More and more companies are realizing the benefit that technology brings to their growth. No surprise there. And it makes perfect sense that experts predict that 2020 budget levels will keep pace with 2019 levels in spite of economic uncertainty. Technology is that vital.
We took a look at a study conducted by Spiceworks which says that budget drivers vary by company size and location. For example, “a greater priority placed on IT projects” is the top factor influencing IT budget growth in enterprises, likely because large organizations are typically better funded and have more resources to allocate against strategic initiatives than smaller businesses.
Plus, the more you’re managing in terms of data, departments, employee devices to connect, manage and secure, 25% of enterprises are also increasing IT spend due to a recent security incident, compared to only 4% of small businesses.
Across all company sizes surveyed in that study, budget highlights within each category include:
- In hardware, budget allocations for laptops (17 percent), desktops (17 percent), servers (14 percent), and networking (8 percent) hardware top the list.
- Top software budget allocations include operating systems (13 percent), industry-specific applications (11 percent), productivity suites (10 percent), and virtualization software (10 percent).
- In hosted/cloud-based services, budget allocations for online productivity solutions (14 percent) top the list, followed by online backup/recovery (12 percent) and email hosting (10 percent).
- Top budget allocations in managed IT services include managed hosting (13 percent), managed hardware support (11 percent), and managed storage/backup (11 percent).
So, what should you consider when developing your IT budget for 2020? What drivers should you pay attention to and which can you pass over this year? The critical thing to remember is that you should fund based on your company’s situation and not just do a cookie-cutter solution that may not fully support your strategic plans.
We’ve identified some components that we think are critical and should be considered when determining an IT budget:
One thing that we know is that the IT department plays a big role in reaching the strategic objectives of a company. It used to be that IT-supported whatever was defined as a goal of the business. Not that supporting the business was a lightweight effort, but executives are finally realizing that technology can be put to better use. Now technology and digital initiatives are at the forefront of company growth. Savvy business leaders understand the importance of IT as a growth leader and rely on the CIO and other tech leaders to take an active role in strategic business initiatives.
But before any growth heroics can occur, it’s important to define what you will need to accomplish regarding customer requirements and other objectives as they relate to business growth. For example, the IT budget may have to accommodate upgrades to meet critical objectives in the new year. At Calyx, we challenge everything, especially when it comes to customer growth. We’re not satisfied until strategies align with budgets because it’s only when viewing IT as an asset—not an expense—that businesses can accomplish growth objectives.
The very nature of technology creates the need for change and updating on a regular schedule. That’s pretty much a fact of IT life. The average lifespan for a desktop computer is only three to five years. Servers start to decline in performance after about five years.
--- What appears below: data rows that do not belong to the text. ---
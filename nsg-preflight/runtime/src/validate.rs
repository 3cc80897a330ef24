use crate::cache::RuleCache;
use nsg_preflight_core::{
    report::{self, ValidationReport},
    Catalog, ClusterNetworkTopology,
};
use std::sync::Arc;
use tracing::{info, instrument};

/// Evaluates a catalog against the rules currently configured on a cluster's security groups.
#[derive(Clone, Debug)]
pub struct Validator {
    catalog: Arc<Catalog>,
    cache: Arc<RuleCache>,
}

#[derive(Debug, thiserror::Error)]
pub enum ValidationError {
    #[error("no security groups were found or supplied for cluster {cluster_id}")]
    NoSecurityGroups { cluster_id: String },
}

// === impl Validator ===

impl Validator {
    pub fn new(catalog: Arc<Catalog>, cache: Arc<RuleCache>) -> Self {
        Self { catalog, cache }
    }

    #[instrument(skip_all, fields(cluster = %topology.cluster_id))]
    pub async fn validate(
        &self,
        topology: &ClusterNetworkTopology,
    ) -> Result<ValidationReport, ValidationError> {
        if topology.contexts().next().is_none() {
            return Err(ValidationError::NoSecurityGroups {
                cluster_id: topology.cluster_id.clone(),
            });
        }

        let instantiated = self.catalog.instantiate(topology);
        let rules = self
            .cache
            .fetch_all(topology.contexts().map(|group| group.id.as_str()))
            .await;
        let report = report::evaluate(topology, &instantiated, &rules);

        info!(
            status = %report.status(),
            passed = report.passed,
            failed = report.failed,
            warned = report.warned,
            unverified = report.unverified.len(),
            skipped = report.skipped.len(),
            "Validated"
        );
        Ok(report)
    }
}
And you know this from personal experience—wireless devices have the shortest life spans of all at approximately 18 months. So when determining your 2020 IT budget, it’s a good idea to document each IT asset with its age so that you can project a replacement date and plan accordingly.
Current IT infrastructure and assets
What infrastructure is in place at your company today? What assets do you own? We’re talking hardware, software, servers, printers, network infrastructure, phone systems, mobile, desktop and other devices. Identifying your IT assets will help you develop an appropriate budget by listing everything at the beginning.
Keeping infrastructure current is projected to be the biggest IT challenge for companies in 2020. Businesses will need to address security best practices as well as incorporating a blend of onsite infrastructure and cloud-based services.
From our perspective, company size will also affect budgets for 2020. Small businesses will face security issues and disaster recovery solutions while large enterprises will be challenged when integrating technology innovations into their current tech environment.
Any budget within the enterprise is contingent upon current and projected revenue for the business. No more, no less. Your IT budget will be contingent upon how much revenue is coming in today and how much is projected for 2020. Makes sense. But you need to account for the state of your revenue. If your business is in a rapid growth phase, you might have to increase normal funding to make sure your infrastructure can handle all the demands you’re going to place on it.
Experts predict that a large number of organizations will direct most of their 2020 budgets toward security and cloud initiatives. We agree that those are critical. But it’s also important to allocate portions of budgets to mobile initiatives, infrastructure upgrades, digitalization and staff training.
What’s our advice on what should drive your 2020 budget? Know your organization. What are your strategic plans for the new year? Be honest about the current state of your infrastructure. There’s nothing worse than not being able to support—let alone drive—business initiatives. But above all, stay strong on recommendations and continue to monitor IT support to grow your business.